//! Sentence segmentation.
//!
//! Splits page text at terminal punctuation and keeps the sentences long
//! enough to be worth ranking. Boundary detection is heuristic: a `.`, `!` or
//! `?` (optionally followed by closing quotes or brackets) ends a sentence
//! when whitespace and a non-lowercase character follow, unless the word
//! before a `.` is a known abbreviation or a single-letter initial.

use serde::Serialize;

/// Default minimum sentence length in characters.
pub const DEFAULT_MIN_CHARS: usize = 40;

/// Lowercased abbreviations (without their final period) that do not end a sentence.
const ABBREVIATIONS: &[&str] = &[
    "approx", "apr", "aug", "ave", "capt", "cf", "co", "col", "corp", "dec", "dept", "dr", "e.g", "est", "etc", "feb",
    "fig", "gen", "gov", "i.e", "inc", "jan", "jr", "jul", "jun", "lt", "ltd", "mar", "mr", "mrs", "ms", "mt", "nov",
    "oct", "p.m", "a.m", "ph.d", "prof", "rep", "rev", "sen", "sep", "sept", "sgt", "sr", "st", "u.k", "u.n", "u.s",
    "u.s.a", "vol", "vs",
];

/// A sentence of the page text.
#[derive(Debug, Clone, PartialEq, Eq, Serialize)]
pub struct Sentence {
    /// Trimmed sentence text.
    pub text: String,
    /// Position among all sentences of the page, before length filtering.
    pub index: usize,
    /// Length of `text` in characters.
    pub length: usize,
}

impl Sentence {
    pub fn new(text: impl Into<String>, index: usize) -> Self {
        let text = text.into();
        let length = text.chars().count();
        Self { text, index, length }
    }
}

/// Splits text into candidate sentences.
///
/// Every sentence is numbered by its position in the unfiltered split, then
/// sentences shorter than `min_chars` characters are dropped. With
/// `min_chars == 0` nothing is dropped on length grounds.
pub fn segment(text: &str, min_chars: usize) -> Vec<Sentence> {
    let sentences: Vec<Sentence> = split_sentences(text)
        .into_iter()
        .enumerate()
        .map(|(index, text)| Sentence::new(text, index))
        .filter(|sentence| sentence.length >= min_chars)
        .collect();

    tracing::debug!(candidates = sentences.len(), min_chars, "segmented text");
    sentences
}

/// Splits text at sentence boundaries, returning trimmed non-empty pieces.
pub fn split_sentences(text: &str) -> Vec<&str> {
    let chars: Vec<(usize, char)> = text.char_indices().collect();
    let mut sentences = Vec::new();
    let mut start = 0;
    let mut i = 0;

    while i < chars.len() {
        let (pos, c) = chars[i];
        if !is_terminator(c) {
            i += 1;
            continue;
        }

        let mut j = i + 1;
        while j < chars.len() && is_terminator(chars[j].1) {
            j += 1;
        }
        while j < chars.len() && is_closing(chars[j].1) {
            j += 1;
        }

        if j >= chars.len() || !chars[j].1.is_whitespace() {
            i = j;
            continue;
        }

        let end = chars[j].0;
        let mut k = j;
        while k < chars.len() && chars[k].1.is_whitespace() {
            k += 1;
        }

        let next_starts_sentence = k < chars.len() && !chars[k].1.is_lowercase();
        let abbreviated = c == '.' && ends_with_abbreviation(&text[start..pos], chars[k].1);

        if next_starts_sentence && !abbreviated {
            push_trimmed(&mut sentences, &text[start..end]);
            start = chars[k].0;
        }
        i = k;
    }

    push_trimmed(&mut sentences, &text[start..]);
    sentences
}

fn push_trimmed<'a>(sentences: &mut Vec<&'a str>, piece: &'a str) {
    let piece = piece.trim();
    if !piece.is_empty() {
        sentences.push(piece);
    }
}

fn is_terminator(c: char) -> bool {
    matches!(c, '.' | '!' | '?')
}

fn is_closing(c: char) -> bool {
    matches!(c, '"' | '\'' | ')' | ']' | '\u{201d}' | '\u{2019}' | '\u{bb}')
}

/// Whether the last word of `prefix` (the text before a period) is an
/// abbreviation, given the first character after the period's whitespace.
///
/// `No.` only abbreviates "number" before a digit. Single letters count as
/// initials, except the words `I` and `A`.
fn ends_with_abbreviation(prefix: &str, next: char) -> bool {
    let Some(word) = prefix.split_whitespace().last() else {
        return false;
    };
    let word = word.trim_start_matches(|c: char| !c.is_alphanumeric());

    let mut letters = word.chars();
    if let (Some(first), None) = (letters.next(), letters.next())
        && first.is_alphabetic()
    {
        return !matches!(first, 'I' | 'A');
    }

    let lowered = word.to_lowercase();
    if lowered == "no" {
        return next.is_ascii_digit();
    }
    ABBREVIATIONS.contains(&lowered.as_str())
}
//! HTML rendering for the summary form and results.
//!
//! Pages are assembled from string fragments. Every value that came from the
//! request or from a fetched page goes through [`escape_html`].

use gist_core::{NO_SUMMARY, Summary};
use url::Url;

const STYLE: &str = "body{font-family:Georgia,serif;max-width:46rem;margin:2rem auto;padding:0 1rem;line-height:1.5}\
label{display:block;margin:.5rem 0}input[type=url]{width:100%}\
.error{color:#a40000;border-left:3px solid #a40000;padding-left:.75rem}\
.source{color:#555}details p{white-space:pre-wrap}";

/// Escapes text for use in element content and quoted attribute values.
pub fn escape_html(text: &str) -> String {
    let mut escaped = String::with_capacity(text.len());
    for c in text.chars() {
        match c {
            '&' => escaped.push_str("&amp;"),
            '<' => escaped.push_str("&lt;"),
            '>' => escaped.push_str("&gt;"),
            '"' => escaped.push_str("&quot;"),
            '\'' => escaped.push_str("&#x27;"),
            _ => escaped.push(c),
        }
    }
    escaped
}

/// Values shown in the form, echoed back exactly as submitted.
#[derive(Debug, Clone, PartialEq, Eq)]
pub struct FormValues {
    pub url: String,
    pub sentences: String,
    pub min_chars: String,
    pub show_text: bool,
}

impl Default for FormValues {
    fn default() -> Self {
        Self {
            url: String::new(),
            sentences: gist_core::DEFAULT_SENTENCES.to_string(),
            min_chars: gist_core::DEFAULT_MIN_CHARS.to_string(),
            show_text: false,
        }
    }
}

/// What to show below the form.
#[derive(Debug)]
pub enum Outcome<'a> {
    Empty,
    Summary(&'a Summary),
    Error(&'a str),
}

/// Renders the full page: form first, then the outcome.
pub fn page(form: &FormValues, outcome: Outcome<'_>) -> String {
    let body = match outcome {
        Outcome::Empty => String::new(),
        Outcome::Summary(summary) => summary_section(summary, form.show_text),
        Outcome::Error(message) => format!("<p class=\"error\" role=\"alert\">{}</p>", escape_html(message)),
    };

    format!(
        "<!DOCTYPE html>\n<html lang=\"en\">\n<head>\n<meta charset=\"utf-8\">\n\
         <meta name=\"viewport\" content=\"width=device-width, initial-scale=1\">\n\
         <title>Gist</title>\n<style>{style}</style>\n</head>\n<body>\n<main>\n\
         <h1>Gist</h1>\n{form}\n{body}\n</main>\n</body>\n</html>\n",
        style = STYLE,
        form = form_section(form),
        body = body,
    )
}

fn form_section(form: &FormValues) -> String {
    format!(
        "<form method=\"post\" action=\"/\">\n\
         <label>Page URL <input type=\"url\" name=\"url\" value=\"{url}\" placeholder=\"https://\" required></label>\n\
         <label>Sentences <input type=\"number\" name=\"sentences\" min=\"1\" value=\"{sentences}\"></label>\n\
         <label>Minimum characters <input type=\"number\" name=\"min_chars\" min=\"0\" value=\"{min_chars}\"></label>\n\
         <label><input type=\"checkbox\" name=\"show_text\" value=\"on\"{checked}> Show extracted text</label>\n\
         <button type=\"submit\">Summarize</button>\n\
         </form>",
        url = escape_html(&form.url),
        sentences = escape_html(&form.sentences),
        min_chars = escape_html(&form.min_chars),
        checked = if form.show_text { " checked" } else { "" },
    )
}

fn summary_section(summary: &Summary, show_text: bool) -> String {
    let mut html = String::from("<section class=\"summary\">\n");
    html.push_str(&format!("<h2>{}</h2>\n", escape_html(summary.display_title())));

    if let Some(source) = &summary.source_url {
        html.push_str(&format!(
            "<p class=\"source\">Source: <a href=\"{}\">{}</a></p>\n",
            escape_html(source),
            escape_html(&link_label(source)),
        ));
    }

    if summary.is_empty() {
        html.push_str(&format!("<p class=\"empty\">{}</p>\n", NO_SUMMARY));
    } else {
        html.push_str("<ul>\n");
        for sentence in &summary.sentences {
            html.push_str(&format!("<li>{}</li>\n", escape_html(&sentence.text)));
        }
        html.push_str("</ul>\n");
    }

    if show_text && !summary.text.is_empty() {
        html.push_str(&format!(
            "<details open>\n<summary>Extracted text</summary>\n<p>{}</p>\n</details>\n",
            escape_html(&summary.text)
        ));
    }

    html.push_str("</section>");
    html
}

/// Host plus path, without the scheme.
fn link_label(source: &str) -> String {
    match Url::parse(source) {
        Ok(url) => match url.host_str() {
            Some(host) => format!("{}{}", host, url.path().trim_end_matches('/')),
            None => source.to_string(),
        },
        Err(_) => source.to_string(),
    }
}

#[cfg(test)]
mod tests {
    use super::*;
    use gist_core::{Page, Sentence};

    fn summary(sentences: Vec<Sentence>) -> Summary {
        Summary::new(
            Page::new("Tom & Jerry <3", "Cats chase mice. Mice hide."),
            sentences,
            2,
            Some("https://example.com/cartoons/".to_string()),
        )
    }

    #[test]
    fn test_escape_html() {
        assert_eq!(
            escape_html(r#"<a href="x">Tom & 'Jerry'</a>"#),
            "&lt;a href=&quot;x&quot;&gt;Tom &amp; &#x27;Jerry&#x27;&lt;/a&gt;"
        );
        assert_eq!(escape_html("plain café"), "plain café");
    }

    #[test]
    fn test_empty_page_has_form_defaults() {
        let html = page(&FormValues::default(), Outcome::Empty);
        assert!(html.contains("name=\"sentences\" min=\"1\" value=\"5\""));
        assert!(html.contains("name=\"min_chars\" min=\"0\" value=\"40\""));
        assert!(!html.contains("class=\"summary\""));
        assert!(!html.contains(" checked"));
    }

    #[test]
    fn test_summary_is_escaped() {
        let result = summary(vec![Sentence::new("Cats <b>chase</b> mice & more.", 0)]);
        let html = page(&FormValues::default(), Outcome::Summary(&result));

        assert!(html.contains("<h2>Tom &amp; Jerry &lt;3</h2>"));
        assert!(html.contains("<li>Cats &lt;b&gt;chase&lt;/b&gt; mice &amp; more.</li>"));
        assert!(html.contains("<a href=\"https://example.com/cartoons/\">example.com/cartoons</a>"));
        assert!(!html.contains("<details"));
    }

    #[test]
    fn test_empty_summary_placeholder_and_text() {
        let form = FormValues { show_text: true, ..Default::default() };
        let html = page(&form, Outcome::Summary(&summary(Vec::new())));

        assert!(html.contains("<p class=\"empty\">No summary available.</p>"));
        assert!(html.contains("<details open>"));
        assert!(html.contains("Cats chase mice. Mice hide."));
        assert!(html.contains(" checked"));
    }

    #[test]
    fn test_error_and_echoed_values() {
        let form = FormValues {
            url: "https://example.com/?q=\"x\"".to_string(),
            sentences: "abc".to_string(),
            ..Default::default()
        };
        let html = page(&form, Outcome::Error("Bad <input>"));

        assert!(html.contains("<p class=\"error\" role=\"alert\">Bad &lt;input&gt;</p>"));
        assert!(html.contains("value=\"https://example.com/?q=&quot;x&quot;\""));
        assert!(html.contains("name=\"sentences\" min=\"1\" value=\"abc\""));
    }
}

Goal of the exercise:
Provide only the count of lines above in which the word "abbreviated" occurs.

Exercise output:
2